Biophysical processes in plant and environmental systems traverse an extraordinary range of spatial and temporal scales, with high heterogeneity commonly present across these scales. In plant ecosystems, this is particularly true, as important effects of heterogeneity have been frequently reported across the full range of scales from cells up through the globe (e.g., Mott and Buckley, 2000; Valladares, 2003). Often, it is convenient to study plant systems at scales most relevant to humans—leaves to canopies in space and seconds to months in time. Obtaining observations beyond these scales often requires high effort that may yield little additional useful information. However, it is clear that heterogeneity across scales can have significant impacts on exchanges of mass, momentum, and energy, and understanding how heterogeneity augments transport processes is key in understanding links between plant structure and function.
To circumvent limitations in our ability to observe plant systems across the entire range of relevant scales, it is common to use mathematical models to translate information obtained at one scale to another scale of interest where data are lacking. In order to do so, assumptions of homogeneity are typically made over a certain range of scales. The earliest, and still most frequently used, class of models of plant systems assumes homogeneity in horizontal directions, thus effectively treating a plant canopy as a “big leaf” (Sinclair et al., 1976; Raupach and Finnigan, 1988; Amthor, 1994; Friend, 2001). In some cases, homogeneity is assumed in all directions including the vertical, which is convenient because it means that a measurement or model prediction at any point in space can be considered representative of the entire plant system. A class of big-leaf models called “multilayer models” accounts for vertical heterogeneity by limiting assumptions of homogeneity to a discrete vertical level of vegetation (Meyers and Paw U, 1987; Baldocchi and Harley, 1995). As a compromise between the single big-leaf and multilayer approaches, two-leaf models have also been developed that assume that leaves are either sunlit or shaded, thus effectively limiting model calculations to two-leaf layers (DePury and Farquhar, 1997; Wang and Leuning, 1998).
Although assumptions of large-scale homogeneity are convenient in translating observations and understanding across scales, in nature these assumptions are frequently violated. The current generation of plant system models has tended toward a high-resolution, three-dimensional (3D) approach that explicitly resolves heterogeneity in plant structure at scales of individual plants or smaller (Wang and Jarvis, 1990; Pearcy and Yang, 1996; Sinoquet et al., 2001; Allen et al., 2005; Dauzat et al., 2007; Hemmerling et al., 2008; Pradal et al., 2008; Evers et al., 2018). Early 3D models began by discretizing canopies into individual plants, which allows for the representation of heterogeneity in plant shape, size, and arrangement (e.g., Wang and Jarvis, 1990; Cescatti, 1997). Advances in computational power have enabled more detailed models that discretize plants into homogeneous volumes at submeter scales (e.g., Sinoquet et al., 2001; Bailey et al., 2014; Bailey et al., 2016) or models that resolve individual leaves (e.g., Pearcy and Yang, 1996; Allen et al., 2005; Dauzat et al., 2007; Hemmerling et al., 2008; Pradal et al., 2008).

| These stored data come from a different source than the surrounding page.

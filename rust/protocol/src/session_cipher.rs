//
// Copyright 2020-2022 Signal Messenger, LLC.
// SPDX-License-Identifier: AGPL-3.0-only
//

use rand::{CryptoRng, Rng};

use crate::consts::limits::MAX_FORWARD_JUMPS;
use crate::crypto;
use crate::ratchet::{ChainKey, MessageKeys};
use crate::session::SessionStores;
use crate::state::SessionState;
use crate::{
    CiphertextMessage, Direction, IdentityKey, IdentityKeyStore, PreKeySignalMessage,
    PreKeyStore, ProtocolAddress, PublicKey, Result, SessionRecord, SessionStore, SignalMessage,
    SignalProtocolError, SignedPreKeyStore,
};

/// Encrypts to and decrypts from one remote device over its stored session.
pub struct SessionCipher<'a> {
    peer: ProtocolAddress,
    stores: SessionStores<'a>,
}

impl<'a> SessionCipher<'a> {
    pub fn new(
        remote_address: ProtocolAddress,
        session_store: &'a mut dyn SessionStore,
        pre_key_store: &'a mut dyn PreKeyStore,
        signed_pre_key_store: &'a mut dyn SignedPreKeyStore,
        identity_store: &'a mut dyn IdentityKeyStore,
    ) -> Self {
        Self {
            peer: remote_address,
            stores: SessionStores::new(
                session_store,
                pre_key_store,
                signed_pre_key_store,
                identity_store,
            ),
        }
    }

    pub fn remote_address(&self) -> &ProtocolAddress {
        &self.peer
    }

    /// Encrypts `ptext` with the next key of the current sending chain.
    ///
    /// While the peer has not yet answered a session we started from their bundle, the result is
    /// a [PreKeySignalMessage]; afterwards it is a plain [SignalMessage].
    pub fn encrypt(&mut self, ptext: &[u8]) -> Result<CiphertextMessage> {
        let peer = &self.peer;
        let mut record = self.stores.existing_session(peer)?;
        let state = record
            .session_state_mut()
            .ok_or_else(|| SignalProtocolError::SessionNotFound(peer.clone()))?;

        let chain_key = state.sending_chain_key()?;
        let keys = chain_key.message_keys();
        let version = state.session_version() as u8;
        let local_identity = state.local_identity_key()?;
        let peer_identity = state.remote_identity_key()?.ok_or_else(|| {
            SignalProtocolError::InvalidState("encrypt", format!("no identity stored for {peer}"))
        })?;

        let body = crypto::aes_256_cbc_encrypt(ptext, keys.cipher_key(), keys.iv())?;
        let message = SignalMessage::new(
            version,
            keys.mac_key(),
            state.local_ratchet_key()?,
            chain_key.index(),
            state.previous_counter(),
            &body,
            &local_identity,
            &peer_identity,
        )?;

        let message = match state.pending_pre_key()? {
            Some(pending) => {
                log::info!(
                    "message {} to {peer} carries prekey {:?}",
                    chain_key.index(),
                    pending.pre_key_id
                );
                CiphertextMessage::PreKeySignalMessage(PreKeySignalMessage::new(
                    version,
                    state.local_registration_id(),
                    pending.pre_key_id,
                    pending.signed_pre_key_id,
                    pending.base_key,
                    local_identity,
                    message,
                )?)
            }
            None => CiphertextMessage::SignalMessage(message),
        };

        state.store_sending_chain_key(&chain_key.next())?;

        self.stores
            .require_trusted(peer, &peer_identity, Direction::Sending)?;
        self.stores.identities.save_identity(peer, &peer_identity)?;
        self.stores.sessions.store_session(peer, &record)?;
        Ok(message)
    }

    /// Decrypts either kind of 1:1 message.
    pub fn decrypt<R: Rng + CryptoRng>(
        &mut self,
        ciphertext: &CiphertextMessage,
        csprng: &mut R,
    ) -> Result<Vec<u8>> {
        match ciphertext {
            CiphertextMessage::SignalMessage(m) => self.decrypt_signal_message(m, csprng),
            CiphertextMessage::PreKeySignalMessage(m) => self.decrypt_pre_key_message(m, csprng),
            other => Err(SignalProtocolError::InvalidArgument(format!(
                "{:?} messages belong to a group cipher",
                other.message_type()
            ))),
        }
    }

    /// Sets up the session `ciphertext` was sent from (unless it already exists), then
    /// decrypts the embedded message. The one-time prekey it used is removed afterwards.
    pub fn decrypt_pre_key_message<R: Rng + CryptoRng>(
        &mut self,
        ciphertext: &PreKeySignalMessage,
        csprng: &mut R,
    ) -> Result<Vec<u8>> {
        let (ptext, _) = self.decrypt_pre_key_message_and_get_keys(ciphertext, csprng)?;
        Ok(ptext)
    }

    /// Like [Self::decrypt_pre_key_message], also returning the keys the embedded message was
    /// encrypted with, for later use with [Self::decrypt_with_keys].
    ///
    /// If the embedded message fails to decrypt, neither the session nor the prekey store is
    /// touched.
    pub fn decrypt_pre_key_message_and_get_keys<R: Rng + CryptoRng>(
        &mut self,
        ciphertext: &PreKeySignalMessage,
        csprng: &mut R,
    ) -> Result<(Vec<u8>, MessageKeys)> {
        let peer = &self.peer;
        let mut record = self.stores.session_or_fresh(peer)?;

        let used_pre_key = self
            .stores
            .accept_pre_key_message(peer, &mut record, ciphertext)
            .map_err(|e| {
                log::error!(
                    "could not set up session from prekey message of {peer}: {e}\n{}",
                    record.describe()
                );
                e
            })?;

        let decrypted = decrypt_with_record(peer, &mut record, ciphertext.message(), csprng)?;

        self.stores.sessions.store_session(peer, &record)?;
        if let Some(id) = used_pre_key {
            self.stores.pre_keys.remove_pre_key(id)?;
        }
        Ok(decrypted)
    }

    /// Decrypts a message over an established session.
    pub fn decrypt_signal_message<R: Rng + CryptoRng>(
        &mut self,
        ciphertext: &SignalMessage,
        csprng: &mut R,
    ) -> Result<Vec<u8>> {
        let (ptext, _) = self.decrypt_and_get_keys(ciphertext, csprng)?;
        Ok(ptext)
    }

    /// Like [Self::decrypt_signal_message], also returning the keys the message was encrypted
    /// with so the caller can decrypt it again later with [Self::decrypt_with_keys].
    pub fn decrypt_and_get_keys<R: Rng + CryptoRng>(
        &mut self,
        ciphertext: &SignalMessage,
        csprng: &mut R,
    ) -> Result<(Vec<u8>, MessageKeys)> {
        let peer = &self.peer;
        let mut record = self.stores.existing_session(peer)?;
        let decrypted = decrypt_with_record(peer, &mut record, ciphertext, csprng)?;

        let peer_identity = record
            .session_state()
            .ok_or_else(|| SignalProtocolError::SessionNotFound(peer.clone()))?
            .remote_identity_key()?
            .ok_or(SignalProtocolError::InvalidSessionStructure(
                "state has no remote identity",
            ))?;
        self.stores
            .require_trusted(peer, &peer_identity, Direction::Receiving)?;
        self.stores.identities.save_identity(peer, &peer_identity)?;

        self.stores.sessions.store_session(peer, &record)?;
        Ok(decrypted)
    }

    /// Decrypts `ciphertext` with keys previously returned by [Self::decrypt_and_get_keys] or
    /// [Self::decrypt_pre_key_message_and_get_keys]. The stored session is not modified.
    pub fn decrypt_with_keys(
        &self,
        ciphertext: &SignalMessage,
        message_keys: &MessageKeys,
    ) -> Result<Vec<u8>> {
        let record = self.stores.existing_session(&self.peer)?;
        let state = record
            .session_state()
            .ok_or_else(|| SignalProtocolError::SessionNotFound(self.peer.clone()))?;
        let peer_identity = state
            .remote_identity_key()?
            .ok_or(SignalProtocolError::InvalidSessionStructure(
                "state has no remote identity",
            ))?;
        open_message(
            ciphertext,
            message_keys,
            &peer_identity,
            &state.local_identity_key()?,
        )
    }

    /// The registration id the remote device reported when the current session was set up.
    pub fn remote_registration_id(&self) -> Result<u32> {
        self.stores
            .existing_session(&self.peer)?
            .remote_registration_id()
            .ok_or_else(|| SignalProtocolError::SessionNotFound(self.peer.clone()))
    }

    pub fn session_version(&self) -> Result<u32> {
        self.stores
            .existing_session(&self.peer)?
            .session_version()
            .ok_or_else(|| SignalProtocolError::SessionNotFound(self.peer.clone()))
    }
}

/// Tries the current state, then each archived state, newest first.
///
/// The first state that decrypts is written back, and an archived one becomes current. A
/// duplicate on the current state ends the search. Otherwise the current state's error wins,
/// then the first archived state's.
fn decrypt_with_record<R: Rng + CryptoRng>(
    peer: &ProtocolAddress,
    record: &mut SessionRecord,
    message: &SignalMessage,
    csprng: &mut R,
) -> Result<(Vec<u8>, MessageKeys)> {
    let log_failure = |state: &SessionState, error: &SignalProtocolError| {
        log::warn!(
            "state with ratchet key {} could not decrypt message {} on ratchet key {} from \
             {peer}: {error}",
            state.ratchet_key_hex(),
            message.counter(),
            hex::encode(message.sender_ratchet_key().public_key_bytes()),
        );
    };

    let mut current_error = None;
    if let Some(current) = record.session_state() {
        let mut state = current.clone();
        match decrypt_with_state(&mut state, message, peer, csprng) {
            Ok(decrypted) => {
                record.update_current(state);
                return Ok(decrypted);
            }
            Err(e @ SignalProtocolError::DuplicatedMessage(..)) => return Err(e),
            Err(e) => {
                log_failure(&state, &e);
                current_error = Some(e);
            }
        }
    }

    let mut archived_error = None;
    let restored = record
        .archived_states()
        .enumerate()
        .find_map(|(index, archived)| {
            let mut state = archived.clone();
            match decrypt_with_state(&mut state, message, peer, csprng) {
                Ok(decrypted) => Some((index, state, decrypted)),
                Err(e) => {
                    log_failure(&state, &e);
                    if archived_error.is_none() {
                        archived_error = Some(e);
                    }
                    None
                }
            }
        });

    if let Some((index, state, decrypted)) = restored {
        log::info!("archived state {index} decrypted message from {peer}, restoring it");
        record.restore_archived(index, state)?;
        return Ok(decrypted);
    }

    log::error!(
        "no state could decrypt message from {peer} ({} archived)\n{}",
        record.archived_states().len(),
        record.describe()
    );
    Err(current_error
        .or(archived_error)
        .unwrap_or_else(|| SignalProtocolError::SessionNotFound(peer.clone())))
}

fn decrypt_with_state<R: Rng + CryptoRng>(
    state: &mut SessionState,
    message: &SignalMessage,
    peer: &ProtocolAddress,
    csprng: &mut R,
) -> Result<(Vec<u8>, MessageKeys)> {
    if !state.has_sender_chain() {
        return Err(SignalProtocolError::InvalidSessionStructure(
            "state has no sending chain",
        ));
    }

    let version = u32::from(message.message_version());
    if version != state.session_version() {
        return Err(SignalProtocolError::UnrecognizedMessageVersion(version));
    }

    let ratchet_key = message.sender_ratchet_key();
    let chain_key = match state.receiving_chain_key(ratchet_key)? {
        Some(chain_key) => chain_key,
        None => {
            log::info!(
                "{peer} moved to ratchet key {}",
                hex::encode(ratchet_key.public_key_bytes())
            );
            state.step_ratchet(ratchet_key, csprng)?
        }
    };
    let keys = message_keys_for(state, ratchet_key, chain_key, message.counter(), peer)?;

    let peer_identity = state
        .remote_identity_key()?
        .ok_or(SignalProtocolError::InvalidSessionStructure(
            "state has no remote identity",
        ))?;
    let ptext = open_message(message, &keys, &peer_identity, &state.local_identity_key()?)?;

    state.acknowledge_pre_key();
    Ok((ptext, keys))
}

/// Keys for `counter` on the chain of `ratchet_key`, advancing the chain past it.
///
/// Keys for counters jumped over are cached. A counter behind the chain can only be served from
/// that cache.
fn message_keys_for(
    state: &mut SessionState,
    ratchet_key: &PublicKey,
    mut chain_key: ChainKey,
    counter: u32,
    peer: &ProtocolAddress,
) -> Result<MessageKeys> {
    let index = chain_key.index();
    if counter < index {
        return state
            .take_skipped_keys(ratchet_key, counter)?
            .ok_or_else(|| {
                log::info!("{peer} repeated message {counter}, chain is at {index}");
                SignalProtocolError::DuplicatedMessage(index, counter)
            });
    }

    let jump = counter - index;
    if jump as usize > MAX_FORWARD_JUMPS {
        log::error!("{peer} jumped {jump} messages ahead, more than {MAX_FORWARD_JUMPS}");
        return Err(SignalProtocolError::TooManyMessages(jump));
    }

    while chain_key.index() < counter {
        state.cache_skipped_keys(ratchet_key, chain_key.message_keys())?;
        chain_key = chain_key.next();
    }
    state.store_receiving_chain_key(ratchet_key, &chain_key.next())?;
    Ok(chain_key.message_keys())
}

fn open_message(
    message: &SignalMessage,
    keys: &MessageKeys,
    sender: &IdentityKey,
    receiver: &IdentityKey,
) -> Result<Vec<u8>> {
    if !message.verify_mac(sender, receiver, keys.mac_key())? {
        return Err(SignalProtocolError::BadMac);
    }
    crypto::aes_256_cbc_decrypt(message.body(), keys.cipher_key(), keys.iv()).map_err(|e| {
        log::warn!("authenticated message did not decrypt: {e}");
        e
    })
}
//
// Copyright 2020 Signal Messenger, LLC.
// SPDX-License-Identifier: AGPL-3.0-only
//

use std::fmt;

/// A remote peer's device: the account name plus the device number.
#[derive(Clone, Debug, Hash, Eq, PartialEq, PartialOrd, Ord)]
pub struct ProtocolAddress {
    name: String,
    device_id: u32,
}

impl ProtocolAddress {
    pub fn new(name: String, device_id: u32) -> Self {
        ProtocolAddress { name, device_id }
    }

    pub fn name(&self) -> &str {
        &self.name
    }

    pub fn device_id(&self) -> u32 {
        self.device_id
    }
}

impl fmt::Display for ProtocolAddress {
    fn fmt(&self, f: &mut fmt::Formatter) -> fmt::Result {
        write!(f, "{}.{}", self.name, self.device_id)
    }
}

/// Identifies one sender's chain within one group: `(group id, sender name, sender device)`.
#[derive(Clone, Debug, Hash, Eq, PartialEq, PartialOrd, Ord)]
pub struct SenderKeyName {
    group_id: String,
    sender: ProtocolAddress,
}

impl SenderKeyName {
    pub fn new(group_id: String, sender: ProtocolAddress) -> Self {
        Self { group_id, sender }
    }

    pub fn group_id(&self) -> &str {
        &self.group_id
    }

    pub fn sender(&self) -> &ProtocolAddress {
        &self.sender
    }
}

impl fmt::Display for SenderKeyName {
    fn fmt(&self, f: &mut fmt::Formatter) -> fmt::Result {
        write!(f, "{}::{}", self.group_id, self.sender)
    }
}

There is no model that is ideally suited for all applications, and each of the models introduced above makes many trade-offs that are suitable for the particular system and phenomena of interest. A few important trade-offs in plant systems models are discussed below:
Model complexity vs. computational expense. Increases in model complexity generally incur corresponding increases in computational expense. Simple models like the “big-leaf” approach described above are very computationally efficient, and thus they can be used to simulate extremely large problems such as global ecosystem fluxes (Churkina et al., 2005; Reichstein et al., 2005; Lawrence et al., 2019). However, errors and biases can be sizable if subcanopy heterogeneity plays a significant role in the biophysical processes of interest (Friend, 2001; Ponce de León and Bailey, 2019). Models that resolve plant-level heterogeneity often incur a significant computational cost, but simulations are usually limited to domain sizes with a few dozen large plants (Duursma and Medlyn, 2012; Vezy et al., 2018). Leaf-resolving models incur yet another step increase in cost and usually limit the maximum domain size to a dozen or fewer plants depending on plant size and overall model complexity (Hemmerling et al., 2008; Pradal et al., 2008; Kahlen and Stützel, 2011; Woods et al., 2018).
Ease of use vs. flexibility. Providing users with more control over software configuration and execution typically comes with the trade-off of decreasing ease of use (Holzinger, 2005). By automating many tedious or technical tasks, developers can design software that can be readily utilized by inexperienced users. However, for more advanced users who may wish to use the software in ways not originally envisioned by the developers, this can create severe limitations. In the context of plant models, model coupling and execution are often not sequential. For example, if one wishes to simulate photosynthesis of a leaf, this process is cyclically dependent on a number of other processes; photosynthetic rates are dependent on leaf temperature, which is dependent on latent cooling as mediated by stomatal conductance as well as longwave emission, which is also dependent on the leaf temperature. Coupling of the above processes in a model often requires iteration, which can require flexibility if incorporated within a generalized modeling framework. This issue was discussed by Pradal et al. (2008) in the context of the development of the OpenAlea plant modeling framework, which increases ease of use by compromising some flexibility in terms of its execution model. Most 3D plant growth modeling frameworks use a linear work flow in which the execution of various submodules is predefined in order to produce a standard set of outputs (Hemmerling et al., 2008; Pradal et al., 2008; Henke et al., 2016).
Choice of programming language also has important implications in terms of this trade-off. In order to improve ease of use, many modeling frameworks choose to utilize simpler yet less efficient languages such as Python or Java that may not require an explicit compilation step or memory management (Hemmerling et al., 2008; Pradal et al., 2008; Boudon et al., 2012; Henke et al., 2016). Other frameworks have transitioned toward more efficient and flexible languages such as C++ at a sacrifice in usability (Karwowski and Prusinkiewicz, 2003).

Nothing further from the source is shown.